Indeed, the photos in this year’s review are stunning. There are shots in here that seem impossible to have been created with a smartphone — particularly the photo of a lantern-lit boat and a self-portrait.
There are also some fascinating technical details in this piece. On comparing Night mode to traditional long exposure photography:
But with iPhone 11 Pro the rules are different… it’s not capturing one single continuous frame but blending a whole bunch of shots with variable lengths (some shorter exposures to freeze motion and longer shots to expose the shadows.) This means the subject can actually move during your exposure but still remain sharp.
I’m sure some of you are wondering, “well this is cool for handholding but what if you want to do light trails?” The iPhone actually detects when it is on a tripod and changes exposure method so that light trails and movement can still be captured.

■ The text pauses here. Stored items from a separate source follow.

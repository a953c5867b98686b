mod app;
mod color;
mod data;
mod state;
mod ui;

use std::path::PathBuf;
use std::sync::Arc;

use anyhow::Context;
use app::CdpdApp;
use eframe::egui;
use state::AppState;

const DEFAULT_PRIMARY: &str = "death_penalty_2024.xlsx";
const DEFAULT_MAPPING: &str = "cow2iso.csv";

fn main() -> anyhow::Result<()> {
    env_logger::init();

    // Two optional positional paths: the country-year table and the lookup.
    let mut args = std::env::args().skip(1);
    let primary = PathBuf::from(args.next().unwrap_or_else(|| DEFAULT_PRIMARY.to_string()));
    let mapping = PathBuf::from(args.next().unwrap_or_else(|| DEFAULT_MAPPING.to_string()));

    // Load and join once; everything downstream shares the result read-only.
    let dataset = data::loader::load(&primary, &mapping).with_context(|| {
        format!(
            "loading dataset from {} and {}",
            primary.display(),
            mapping.display()
        )
    })?;
    let state = AppState::new(Arc::new(dataset));

    let options = eframe::NativeOptions {
        viewport: egui::ViewportBuilder::default()
            .with_inner_size([1200.0, 800.0])
            .with_min_inner_size([600.0, 400.0]),
        ..Default::default()
    };

    eframe::run_native(
        "Death Penalty Data Visuals",
        options,
        Box::new(|_cc| Ok(Box::new(CdpdApp::new(state)))),
    )
    .map_err(|e| anyhow::anyhow!("eframe exited with an error: {e}"))
}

In a separate review in Outdoor Photographer, Mann says that the ultra wide lens can be used for panoramas, which allows for an even wider landscape shot in every direction.
One other thing I noticed thanks to the original image files included in John Gruber’s review is that noise reduction seems to preserve more detail and create less of a painterly effect when zoomed in. I hope this is true for high-detail scenes such as landscapes and architectural photos.